The Bible is actually a library or collection of 66 books, written by more than 40 authors (kings, shepherds, poets, fishermen, prophets, doctors…), across three continents, in three languages, over a span of 1,500 years. Yet, behind every pen was one Author. The Old and New Testaments are not disconnected volumes, they are unified by thousands of “hyperlinks” and promises that all point to one person: Jesus.

The Bible isn’t about me or you. It’s not a self-help manual or a rulebook. It’s the grand story of God redeeming all things through His Son. As John writes, “In the beginning was the Word… and the Word became flesh and dwelt among us” (John 1:1, 14). From Genesis to Revelation, the written Word reveals the incarnate Word: Jesus Christ.

Revelation That Leads to Transformation

When we encounter the real Jesus in His Word, lives are transformed!

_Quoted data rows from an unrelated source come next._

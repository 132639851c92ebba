//! Tier limits and lesson entitlements
//!
//! Anonymous visitors get a lifetime allowance, free accounts a daily one,
//! premium and admin accounts are unlimited.

use anyhow::Result;
use chrono::{DateTime, Duration, NaiveDate, NaiveTime, Utc};
use serde::{Deserialize, Serialize};
use std::fs;
use std::path::Path;

/// Access class of the caller
#[derive(Debug, Clone, Copy, Serialize, Deserialize, PartialEq, Eq, Hash)]
#[serde(rename_all = "snake_case")]
pub enum Tier {
    Anonymous,
    Free,
    Premium,
    Admin,
}

impl Tier {
    pub fn resolve(authenticated: bool, is_admin: bool, has_premium_subscription: bool) -> Self {
        match (authenticated, is_admin, has_premium_subscription) {
            (false, _, _) => Tier::Anonymous,
            (true, true, _) => Tier::Admin,
            (true, false, true) => Tier::Premium,
            (true, false, false) => Tier::Free,
        }
    }

    pub fn as_str(&self) -> &'static str {
        match self {
            Tier::Anonymous => "anonymous",
            Tier::Free => "free",
            Tier::Premium => "premium",
            Tier::Admin => "admin",
        }
    }
}

/// Lesson allowances per tier, loaded from `limits.json` in the data dir
#[derive(Debug, Clone, Serialize, Deserialize, PartialEq)]
#[serde(default)]
pub struct TierLimits {
    /// Lessons an anonymous visitor may ever start
    pub anonymous_total_lessons: u32,
    /// Lessons a free account may start per day
    pub free_daily_lessons: u32,
    /// Hour (UTC) at which daily counters reset
    pub daily_reset_hour_utc: u32,
}

impl Default for TierLimits {
    fn default() -> Self {
        Self {
            anonymous_total_lessons: 2,
            free_daily_lessons: 2,
            daily_reset_hour_utc: 0,
        }
    }
}

impl TierLimits {
    const LIMITS_FILE: &'static str = "limits.json";

    pub fn load(data_dir: &Path) -> Result<Self> {
        let path = data_dir.join(Self::LIMITS_FILE);
        let limits = if path.exists() {
            let content = fs::read_to_string(&path)?;
            serde_json::from_str(&content)?
        } else {
            Self::default()
        };

        if limits.daily_reset_hour_utc > 23 {
            anyhow::bail!(
                "daily_reset_hour_utc must be within 0..=23, got {}",
                limits.daily_reset_hour_utc
            );
        }
        Ok(limits)
    }

    /// Lesson allowance for a tier, `None` when unlimited
    pub fn lesson_limit(&self, tier: Tier) -> Option<u32> {
        match tier {
            Tier::Anonymous => Some(self.anonymous_total_lessons),
            Tier::Free => Some(self.free_daily_lessons),
            Tier::Premium | Tier::Admin => None,
        }
    }

    fn reset_time(&self) -> NaiveTime {
        NaiveTime::from_hms_opt(self.daily_reset_hour_utc, 0, 0).unwrap_or(NaiveTime::MIN)
    }

    /// The usage day `now` falls into. A usage day starts at the reset hour.
    pub fn usage_day(&self, now: DateTime<Utc>) -> NaiveDate {
        (now - Duration::hours(i64::from(self.daily_reset_hour_utc))).date_naive()
    }

    pub fn next_reset_at(&self, now: DateTime<Utc>) -> DateTime<Utc> {
        let next_day = self.usage_day(now) + Duration::days(1);
        next_day.and_time(self.reset_time()).and_utc()
    }
}

/// Lesson entitlements computed per request, never persisted
#[derive(Debug, Clone, Serialize, Deserialize, PartialEq)]
#[serde(rename_all = "camelCase")]
pub struct UserPermissions {
    pub tier: Tier,
    /// Lifetime total for anonymous visitors, daily count for free accounts
    pub daily_lesson_limit: Option<u32>,
    pub lessons_completed_today: u32,
    pub lessons_remaining_today: Option<u32>,
    pub can_access_lesson: bool,
    pub should_prompt_signup: bool,
    pub should_prompt_premium: bool,
    #[serde(skip_serializing_if = "Option::is_none")]
    pub resets_at: Option<DateTime<Utc>>,
}

impl UserPermissions {
    pub fn evaluate(tier: Tier, lessons_used: u32, limits: &TierLimits, now: DateTime<Utc>) -> Self {
        let limit = limits.lesson_limit(tier);
        let remaining = limit.map(|l| l.saturating_sub(lessons_used));
        let exhausted = remaining == Some(0);

        let (should_prompt_signup, should_prompt_premium) = match tier {
            Tier::Anonymous => (exhausted, false),
            Tier::Free => (false, exhausted),
            Tier::Premium | Tier::Admin => (false, false),
        };
        let resets_at = match tier {
            Tier::Free => Some(limits.next_reset_at(now)),
            Tier::Anonymous | Tier::Premium | Tier::Admin => None,
        };

        Self {
            tier,
            daily_lesson_limit: limit,
            lessons_completed_today: lessons_used,
            lessons_remaining_today: remaining,
            can_access_lesson: remaining.is_none_or(|r| r > 0),
            should_prompt_signup,
            should_prompt_premium,
            resets_at,
        }
    }
}

/// Outcome of trying to start a lesson
#[derive(Debug, Clone, PartialEq)]
pub enum LessonGate {
    Granted(UserPermissions),
    Denied(UserPermissions),
}
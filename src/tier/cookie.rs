//! Signed anonymous usage cookie
//!
//! The cookie only carries an opaque token and its HMAC. The lesson count
//! itself lives server side in the usage tracker, so clearing or editing
//! client storage cannot reset it.

use axum::http::{header::COOKIE, HeaderMap};
use base64::{engine::general_purpose::URL_SAFE_NO_PAD, Engine as _};
use hmac::{Hmac, Mac};
use sha2::Sha256;
use uuid::Uuid;

type HmacSha256 = Hmac<Sha256>;

pub const COOKIE_NAME: &str = "tactics_anon";
const MAX_AGE_SECS: u64 = 60 * 60 * 24 * 365;

/// A freshly issued token and the cookie value carrying it
#[derive(Debug, Clone)]
pub struct AnonymousToken {
    pub token: String,
    pub cookie_value: String,
}

#[derive(Clone)]
pub struct CookieSigner {
    key: Vec<u8>,
}

impl std::fmt::Debug for CookieSigner {
    fn fmt(&self, f: &mut std::fmt::Formatter<'_>) -> std::fmt::Result {
        f.debug_struct("CookieSigner").finish_non_exhaustive()
    }
}

impl CookieSigner {
    pub fn new(secret: impl AsRef<[u8]>) -> Self {
        Self {
            key: secret.as_ref().to_vec(),
        }
    }

    /// Per-process secret. Cookies issued with it stop verifying on restart.
    pub fn random() -> Self {
        let mut key = Vec::with_capacity(32);
        key.extend_from_slice(Uuid::new_v4().as_bytes());
        key.extend_from_slice(Uuid::new_v4().as_bytes());
        Self { key }
    }

    fn mac(&self) -> HmacSha256 {
        HmacSha256::new_from_slice(&self.key).expect("HMAC accepts keys of any length")
    }

    fn sign(&self, token: &str) -> String {
        let mut mac = self.mac();
        mac.update(token.as_bytes());
        URL_SAFE_NO_PAD.encode(mac.finalize().into_bytes())
    }

    pub fn issue(&self) -> AnonymousToken {
        let token = Uuid::new_v4().simple().to_string();
        let cookie_value = format!("{}.{}", token, self.sign(&token));
        AnonymousToken {
            token,
            cookie_value,
        }
    }

    /// Returns the token if the value was signed with this key
    pub fn verify(&self, value: &str) -> Option<String> {
        let (token, signature) = value.rsplit_once('.')?;
        if token.is_empty() {
            return None;
        }
        let signature = URL_SAFE_NO_PAD.decode(signature).ok()?;

        let mut mac = self.mac();
        mac.update(token.as_bytes());
        mac.verify_slice(&signature).ok()?;
        Some(token.to_string())
    }
}

pub fn set_cookie_header(value: &str, secure: bool) -> String {
    let mut header = format!(
        "{}={}; Max-Age={}; Path=/; HttpOnly; SameSite=Lax",
        COOKIE_NAME, value, MAX_AGE_SECS
    );
    if secure {
        header.push_str("; Secure");
    }
    header
}

pub fn read_cookie<'a>(headers: &'a HeaderMap, name: &str) -> Option<&'a str> {
    headers
        .get_all(COOKIE)
        .iter()
        .filter_map(|v| v.to_str().ok())
        .flat_map(|v| v.split(';'))
        .filter_map(|pair| pair.trim().split_once('='))
        .find(|(key, _)| *key == name)
        .map(|(_, value)| value)
}
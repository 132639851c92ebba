//! Puzzle selection for practice sessions
//!
//! Selections are scaffolded from easy to hard. Consecutive puzzles avoid
//! opening with the same move whenever the pool allows it, and puzzles solved
//! earlier in the current review cycle are only reused once fresh ones run out.

use std::cmp::Ordering;
use std::collections::{HashSet, VecDeque};

use super::{Puzzle, Theme};

#[derive(Debug, Clone, Default)]
pub struct Selection<'a> {
    pub puzzles: Vec<&'a Puzzle>,
    /// Puzzles from the current review cycle were reused to fill the request
    pub relaxed: bool,
}

fn difficulty_order(a: &&Puzzle, b: &&Puzzle) -> Ordering {
    a.rating.cmp(&b.rating).then_with(|| a.id.cmp(&b.id))
}

fn same_opening(a: &Puzzle, b: &Puzzle) -> bool {
    a.first_move().is_some() && a.first_move() == b.first_move()
}

/// Pick `n` items spread evenly over a difficulty-sorted slice, always
/// keeping the easiest and the hardest.
fn spread<'a>(items: &[&'a Puzzle], n: usize) -> Vec<&'a Puzzle> {
    if n >= items.len() {
        return items.to_vec();
    }
    match n {
        0 => Vec::new(),
        1 => vec![items[0]],
        _ => (0..n)
            .map(|i| items[i * (items.len() - 1) / (n - 1)])
            .collect(),
    }
}

/// Count first-move repeats on the pairs touching positions `a` and `b`.
fn repeats_around(chosen: &[&Puzzle], a: usize, b: usize) -> usize {
    let mut pairs = [a, a + 1, b, b + 1];
    pairs.sort_unstable();
    let mut count = 0;
    let mut last = None;
    for k in pairs {
        if k == 0 || k >= chosen.len() || last == Some(k) {
            continue;
        }
        last = Some(k);
        if same_opening(chosen[k - 1], chosen[k]) {
            count += 1;
        }
    }
    count
}

/// Swap two equal-rated puzzles if that removes more repeats than it adds.
fn try_swap(chosen: &mut [&Puzzle], a: usize, b: usize) -> bool {
    let before = repeats_around(chosen, a, b);
    chosen.swap(a, b);
    if repeats_around(chosen, a, b) < before {
        return true;
    }
    chosen.swap(a, b);
    false
}

/// Break up runs of puzzles sharing a first move without breaking the
/// difficulty order. Equal-rated puzzles on either side of a repeat are
/// reordered first; otherwise an unused candidate within the neighbouring
/// ratings is swapped in. When neither works the difficulty order wins and
/// the repeat stays.
fn diversify<'a>(chosen: &mut [&'a Puzzle], candidates: &[&'a Puzzle]) {
    for i in 1..chosen.len() {
        if !same_opening(chosen[i - 1], chosen[i]) {
            continue;
        }

        let rating = chosen[i].rating;
        let tie_end = (i + 1..chosen.len())
            .find(|&j| chosen[j].rating != rating)
            .unwrap_or(chosen.len());
        if (i + 1..tie_end).any(|j| try_swap(chosen, i, j)) {
            continue;
        }

        let prev_rating = chosen[i - 1].rating;
        let tie_start = (0..i - 1)
            .rev()
            .find(|&j| chosen[j].rating != prev_rating)
            .map_or(0, |j| j + 1);
        if (tie_start..i - 1).rev().any(|j| try_swap(chosen, i - 1, j)) {
            continue;
        }

        let prev = chosen[i - 1];
        let high = chosen.get(i + 1).map_or(u32::MAX, |p| p.rating);
        let next_move = chosen.get(i + 1).and_then(|p| p.first_move());
        let replacement = candidates.iter().copied().find(|c| {
            c.rating >= prev.rating
                && c.rating <= high
                && !same_opening(prev, c)
                && (next_move.is_none() || c.first_move() != next_move)
                && !chosen.iter().any(|p| p.id == c.id)
        });
        if let Some(r) = replacement {
            chosen[i] = r;
        }
    }
}

/// Select up to `count` puzzles from a single theme's pool.
///
/// Returns fewer puzzles than requested only when the whole pool is smaller
/// than `count`; running out is never an error.
pub fn select_puzzles<'a>(
    pool: &'a [Puzzle],
    count: usize,
    solved: &HashSet<String>,
) -> Selection<'a> {
    let (mut fresh, mut seen): (Vec<&Puzzle>, Vec<&Puzzle>) =
        pool.iter().partition(|p| !solved.contains(&p.id));
    fresh.sort_by(difficulty_order);
    seen.sort_by(difficulty_order);

    let relaxed = fresh.len() < count && !seen.is_empty();
    let mut candidates = fresh;
    if relaxed {
        let needed = count - candidates.len();
        candidates.extend(spread(&seen, needed));
        candidates.sort_by(difficulty_order);
    }

    let mut puzzles = spread(&candidates, count);
    diversify(&mut puzzles, &candidates);

    tracing::debug!(
        requested = count,
        selected = puzzles.len(),
        relaxed,
        "Selected puzzles"
    );

    Selection { puzzles, relaxed }
}

/// Select `count` puzzles across several themes for interleaved practice.
///
/// The request is split as evenly as the pools allow, each theme's share is
/// scaffolded on its own, and the shares are dealt round-robin so a theme
/// only repeats back to back once every other theme has run dry.
pub fn interleave_themes<'a>(
    themes: &[(&'a Theme, &HashSet<String>)],
    count: usize,
) -> Selection<'a> {
    let mut seen_ids = HashSet::new();
    let themes: Vec<_> = themes
        .iter()
        .filter(|(theme, _)| seen_ids.insert(theme.id.as_str()))
        .collect();

    let mut quotas = vec![0usize; themes.len()];
    let mut remaining = count;
    while remaining > 0 {
        let mut progressed = false;
        for (i, (theme, _)) in themes.iter().enumerate() {
            if remaining == 0 {
                break;
            }
            if quotas[i] < theme.puzzles.len() {
                quotas[i] += 1;
                remaining -= 1;
                progressed = true;
            }
        }
        if !progressed {
            break;
        }
    }

    let mut relaxed = false;
    let mut queues: Vec<VecDeque<&Puzzle>> = themes
        .iter()
        .zip(&quotas)
        .map(|((theme, solved), &quota)| {
            let selection = select_puzzles(&theme.puzzles, quota, solved);
            relaxed |= selection.relaxed;
            selection.puzzles.into()
        })
        .collect();

    let mut puzzles = Vec::with_capacity(quotas.iter().sum());
    loop {
        let mut took = false;
        for queue in &mut queues {
            if let Some(p) = queue.pop_front() {
                puzzles.push(p);
                took = true;
            }
        }
        if !took {
            break;
        }
    }

    Selection { puzzles, relaxed }
}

The story that illustrates this so beautifully is the story of Robert J. Thomas, a Welsh missionary to Korea. In 1866, at just 27, he smuggled crates of Bibles aboard an American trading ship. When the ship was attacked and burned, Thomas began throwing Bibles to Koreans onshore. He eventually swam to shore, offering a Bible to a soldier, who then killed him. But some villagers saved the Bibles and used the pages as wallpaper. As people read Scripture off their walls, entire communities came to Christ. Today, South Korea has some of the largest churches in the world.

God’s Word is not just meant to be preserved, it’s meant to be proclaimed. And its power is never lost, even when printed underground, hidden in attics, or used as wallpaper.

That’s the power of revelation that leads to transformation. And that’s why, all these years later, those two Bibles still sit at the center of my library, and my life.